Print all entries below exactly as they appear.
** MATERIAL FOR THIS EXERCISE follows **
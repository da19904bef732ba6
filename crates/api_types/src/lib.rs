//! Request and response bodies of the expense tracker REST API.
//!
//! Responses are decoded leniently: a field with an unexpected JSON type
//! decodes as `None` instead of failing the whole payload, so one bad row
//! never hides the rest of a list.

use serde::{Deserialize, Serialize};

pub mod lenient;

pub use lenient::Amount;

pub mod auth {
    use super::*;

    /// Body of `POST /api/auth/login` and `POST /api/auth/register`.
    #[derive(Debug, Clone, Serialize, Deserialize)]
    pub struct Credentials {
        pub username: String,
        pub password: String,
    }

    #[derive(Debug, Serialize, Deserialize)]
    pub struct LoginResponse {
        pub token: String,
    }
}

pub mod user {
    use super::*;

    /// `GET /api/user/me`.
    #[derive(Debug, Default, Serialize, Deserialize)]
    pub struct UserProfile {
        #[serde(default, deserialize_with = "lenient::id")]
        pub id: Option<i64>,
        #[serde(default, deserialize_with = "lenient::text")]
        pub username: Option<String>,
    }
}

pub mod expense {
    use chrono::NaiveDate;

    use super::*;

    /// An expense as listed by `GET /api/expenses`.
    ///
    /// `date` is kept as sent; it may carry a time component.
    #[derive(Debug, Clone, Default, PartialEq, Serialize, Deserialize)]
    pub struct ExpenseView {
        #[serde(default, deserialize_with = "lenient::id")]
        pub id: Option<i64>,
        #[serde(default, deserialize_with = "lenient::text")]
        pub title: Option<String>,
        #[serde(default, deserialize_with = "lenient::amount")]
        pub amount: Option<Amount>,
        #[serde(default, deserialize_with = "lenient::text")]
        pub date: Option<String>,
        #[serde(default, deserialize_with = "lenient::text")]
        pub category: Option<String>,
        #[serde(default, deserialize_with = "lenient::text")]
        pub description: Option<String>,
    }

    /// Body of `POST /api/expenses` and `PUT /api/expenses/{id}`.
    #[derive(Debug, Clone, PartialEq, Serialize, Deserialize)]
    pub struct ExpenseBody {
        pub title: String,
        pub amount: Amount,
        pub date: NaiveDate,
        pub category: String,
        pub description: Option<String>,
    }
}

pub mod budget {
    use chrono::NaiveDate;

    use super::*;

    /// A budget as listed by `GET /api/budgets`.
    #[derive(Debug, Clone, Default, PartialEq, Serialize, Deserialize)]
    #[serde(rename_all = "camelCase")]
    pub struct BudgetView {
        #[serde(default, deserialize_with = "lenient::id")]
        pub id: Option<i64>,
        #[serde(default, deserialize_with = "lenient::text")]
        pub category: Option<String>,
        #[serde(default, deserialize_with = "lenient::amount")]
        pub amount: Option<Amount>,
        #[serde(default, deserialize_with = "lenient::text")]
        pub start_date: Option<String>,
        #[serde(default, deserialize_with = "lenient::text")]
        pub end_date: Option<String>,
        #[serde(default, deserialize_with = "lenient::text")]
        pub description: Option<String>,
    }

    /// Body of `POST /api/budgets` and `PUT /api/budgets/{id}`.
    #[derive(Debug, Clone, PartialEq, Serialize, Deserialize)]
    #[serde(rename_all = "camelCase")]
    pub struct BudgetBody {
        pub category: String,
        pub amount: Amount,
        pub start_date: NaiveDate,
        pub end_date: NaiveDate,
        pub description: Option<String>,
    }

    /// `GET /api/budgets/{category}/status`, computed by the server.
    #[derive(Debug, Clone, Default, PartialEq, Serialize, Deserialize)]
    #[serde(rename_all = "camelCase")]
    pub struct BudgetStatus {
        #[serde(default, deserialize_with = "lenient::amount")]
        pub total_spent: Option<Amount>,
        #[serde(default, deserialize_with = "lenient::amount")]
        pub remaining: Option<Amount>,
        #[serde(default, deserialize_with = "lenient::number")]
        pub percentage_used: Option<f64>,
    }
}

#[cfg(test)]
mod tests {
    use super::{budget::*, expense::*};
    use chrono::NaiveDate;

    #[test]
    fn expense_list_tolerates_bad_fields() {
        let json = r#"[
            {"id": 1, "title": "Lunch", "amount": 12.5, "date": "2024-01-01", "category": "Food"},
            {"id": "2", "amount": "7.25", "date": "2024-01-02T10:00:00", "category": null},
            {"id": 3, "amount": true, "date": 20240103, "description": {"x": 1}}
        ]"#;
        let rows: Vec<ExpenseView> = serde_json::from_str(json).unwrap();
        assert_eq!(rows.len(), 3);
        assert_eq!(rows[0].amount.as_ref().map(|a| a.as_str()), Some("12.5"));
        assert_eq!(rows[0].description, None);
        assert_eq!(rows[1].id, Some(2));
        assert_eq!(rows[1].amount.as_ref().map(|a| a.as_str()), Some("7.25"));
        assert_eq!(rows[1].category, None);
        assert_eq!(rows[2].amount, None);
        assert_eq!(rows[2].date, None);
        assert_eq!(rows[2].description, None);
    }

    #[test]
    fn budget_uses_camel_case() {
        let json = r#"{"id": 4, "category": "Bills", "amount": 250, "startDate": "2024-01-01", "endDate": "2024-01-31"}"#;
        let budget: BudgetView = serde_json::from_str(json).unwrap();
        assert_eq!(budget.start_date.as_deref(), Some("2024-01-01"));
        assert_eq!(budget.end_date.as_deref(), Some("2024-01-31"));
        assert_eq!(budget.amount.as_ref().map(|a| a.as_str()), Some("250"));
    }

    #[test]
    fn budget_body_serializes_amount_as_number() {
        let body = BudgetBody {
            category: "Food".to_string(),
            amount: super::Amount::new("300.50"),
            start_date: NaiveDate::from_ymd_opt(2024, 1, 1).unwrap(),
            end_date: NaiveDate::from_ymd_opt(2024, 1, 31).unwrap(),
            description: None,
        };
        let value = serde_json::to_value(&body).unwrap();
        assert_eq!(value["amount"], serde_json::json!(300.5));
        assert_eq!(value["startDate"], "2024-01-01");
        assert_eq!(value["endDate"], "2024-01-31");
    }

    #[test]
    fn status_reads_server_numbers() {
        let json = r#"{"totalSpent": 120.00, "remaining": 80, "percentageUsed": 60.0, "budget": {}}"#;
        let status: BudgetStatus = serde_json::from_str(json).unwrap();
        assert_eq!(status.total_spent.as_ref().map(|a| a.as_str()), Some("120.0"));
        assert_eq!(status.percentage_used, Some(60.0));
    }
}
** End of MATERIAL FOR THIS EXERCISE **
RESPONSE AREA:
repository da19904bef732ba6
filename crates/api_types/src/lib.rs
//! Request and response bodies of the expense tracker REST API.
//!
//! Responses are decoded leniently: a field with an unexpected JSON type
//! decodes as `None` instead of failing the whole payload, so one bad row
//! never hides the rest of a list.

use serde::{Deserialize, Serialize};

pub mod lenient;

pub use lenient::Amount;

pub mod auth {
    use super::*;

    /// Body of `POST /api/auth/login` and `POST /api/auth/register`.
    #[derive(Debug, Clone, Serialize, Deserialize)]
    pub struct Credentials {
        pub username: String,
        pub password: String,
    }

    #[derive(Debug, Serialize, Deserialize)]
    pub struct LoginResponse {
        pub token: String,
    }
}

pub mod user {
    use super::*;

    /// `GET /api/user/me`.
    #[derive(Debug, Default, Serialize, Deserialize)]
    pub struct UserProfile {
        #[serde(default, deserialize_with = "lenient::id")]
        pub id: Option<i64>,
        #[serde(default, deserialize_with = "lenient::text")]
        pub username: Option<String>,
    }
}

pub mod expense {
    use chrono::NaiveDate;

    use super::*;

    /// An expense as listed by `GET /api/expenses`.
    ///
    /// `date` is kept as sent; it may carry a time component.
    #[derive(Debug, Clone, Default, PartialEq, Serialize, Deserialize)]
    pub struct ExpenseView {
        #[serde(default, deserialize_with = "lenient::id")]
        pub id: Option<i64>,
        #[serde(default, deserialize_with = "lenient::text")]
        pub title: Option<String>,
        #[serde(default, deserialize_with = "lenient::amount")]
        pub amount: Option<Amount>,
        #[serde(default, deserialize_with = "lenient::text")]
        pub date: Option<String>,
        #[serde(default, deserialize_with = "lenient::text")]
        pub category: Option<String>,
        #[serde(default, deserialize_with = "lenient::text")]
        pub description: Option<String>,
    }

    /// Body of `POST /api/expenses` and `PUT /api/expenses/{id}`.
    #[derive(Debug, Clone, PartialEq, Serialize, Deserialize)]
    pub struct ExpenseBody {
        pub title: String,
        pub amount: Amount,
        pub date: NaiveDate,
        pub category: String,
        pub description: Option<String>,
    }
}

pub mod budget {
    use chrono::NaiveDate;

    use super::*;

    /// A budget as listed by `GET /api/budgets`.
    #[derive(Debug, Clone, Default, PartialEq, Serialize, Deserialize)]
    #[serde(rename_all = "camelCase")]
    pub struct BudgetView {
        #[serde(default, deserialize_with = "lenient::id")]
        pub id: Option<i64>,
        #[serde(default, deserialize_with = "lenient::text")]
        pub category: Option<String>,
        #[serde(default, deserialize_with = "lenient::amount")]
        pub amount: Option<Amount>,
        #[serde(default, deserialize_with = "lenient::text")]
        pub start_date: Option<String>,
        #[serde(default, deserialize_with = "lenient::text")]
        pub end_date: Option<String>,
        #[serde(default, deserialize_with = "lenient::text")]
        pub description: Option<String>,
    }

    /// Body of `POST /api/budgets` and `PUT /api/budgets/{id}`.
    #[derive(Debug, Clone, PartialEq, Serialize, Deserialize)]
    #[serde(rename_all = "camelCase")]
    pub struct BudgetBody {
        pub category: String,
        pub amount: Amount,
        pub start_date: NaiveDate,
        pub end_date: NaiveDate,
        pub description: Option<String>,
    }

    /// `GET /api/budgets/{category}/status`, computed by the server.
    #[derive(Debug, Clone, Default, PartialEq, Serialize, Deserialize)]
    #[serde(rename_all = "camelCase")]
    pub struct BudgetStatus {
        #[serde(default, deserialize_with = "lenient::amount")]
        pub total_spent: Option<Amount>,
        #[serde(default, deserialize_with = "lenient::amount")]
        pub remaining: Option<Amount>,
        #[serde(default, deserialize_with = "lenient::number")]
        pub percentage_used: Option<f64>,
    }
}

#[cfg(test)]
mod tests {
    use super::{budget::*, expense::*};
    use chrono::NaiveDate;

    #[test]
    fn expense_list_tolerates_bad_fields() {
        let json = r#"[
            {"id": 1, "title": "Lunch", "amount": 12.5, "date": "2024-01-01", "category": "Food"},
            {"id": "2", "amount": "7.25", "date": "2024-01-02T10:00:00", "category": null},
            {"id": 3, "amount": true, "date": 20240103, "description": {"x": 1}}
        ]"#;
        let rows: Vec<ExpenseView> = serde_json::from_str(json).unwrap();
        assert_eq!(rows.len(), 3);
        assert_eq!(rows[0].amount.as_ref().map(|a| a.as_str()), Some("12.5"));
        assert_eq!(rows[0].description, None);
        assert_eq!(rows[1].id, Some(2));
        assert_eq!(rows[1].amount.as_ref().map(|a| a.as_str()), Some("7.25"));
        assert_eq!(rows[1].category, None);
        assert_eq!(rows[2].amount, None);
        assert_eq!(rows[2].date, None);
        assert_eq!(rows[2].description, None);
    }

    #[test]
    fn budget_uses_camel_case() {
        let json = r#"{"id": 4, "category": "Bills", "amount": 250, "startDate": "2024-01-01", "endDate": "2024-01-31"}"#;
        let budget: BudgetView = serde_json::from_str(json).unwrap();
        assert_eq!(budget.start_date.as_deref(), Some("2024-01-01"));
        assert_eq!(budget.end_date.as_deref(), Some("2024-01-31"));
        assert_eq!(budget.amount.as_ref().map(|a| a.as_str()), Some("250"));
    }

    #[test]
    fn budget_body_serializes_amount_as_number() {
        let body = BudgetBody {
            category: "Food".to_string(),
            amount: super::Amount::new("300.50"),
            start_date: NaiveDate::from_ymd_opt(2024, 1, 1).unwrap(),
            end_date: NaiveDate::from_ymd_opt(2024, 1, 31).unwrap(),
            description: None,
        };
        let value = serde_json::to_value(&body).unwrap();
        assert_eq!(value["amount"], serde_json::json!(300.5));
        assert_eq!(value["startDate"], "2024-01-01");
        assert_eq!(value["endDate"], "2024-01-31");
    }

    #[test]
    fn status_reads_server_numbers() {
        let json = r#"{"totalSpent": 120.00, "remaining": 80, "percentageUsed": 60.0, "budget": {}}"#;
        let status: BudgetStatus = serde_json::from_str(json).unwrap();
        assert_eq!(status.total_spent.as_ref().map(|a| a.as_str()), Some("120.0"));
        assert_eq!(status.percentage_used, Some(60.0));
    }
}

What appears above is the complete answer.